Exercise: Each line below with the string "settings" should be copied.

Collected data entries

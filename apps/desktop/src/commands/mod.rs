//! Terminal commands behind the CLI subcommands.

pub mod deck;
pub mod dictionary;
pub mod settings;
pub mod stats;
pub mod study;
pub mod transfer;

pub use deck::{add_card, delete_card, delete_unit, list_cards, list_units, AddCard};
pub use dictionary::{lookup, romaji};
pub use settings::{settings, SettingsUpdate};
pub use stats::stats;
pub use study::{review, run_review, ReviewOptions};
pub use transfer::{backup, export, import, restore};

Task answer:
pub mod settings;
pub use settings::{settings, SettingsUpdate};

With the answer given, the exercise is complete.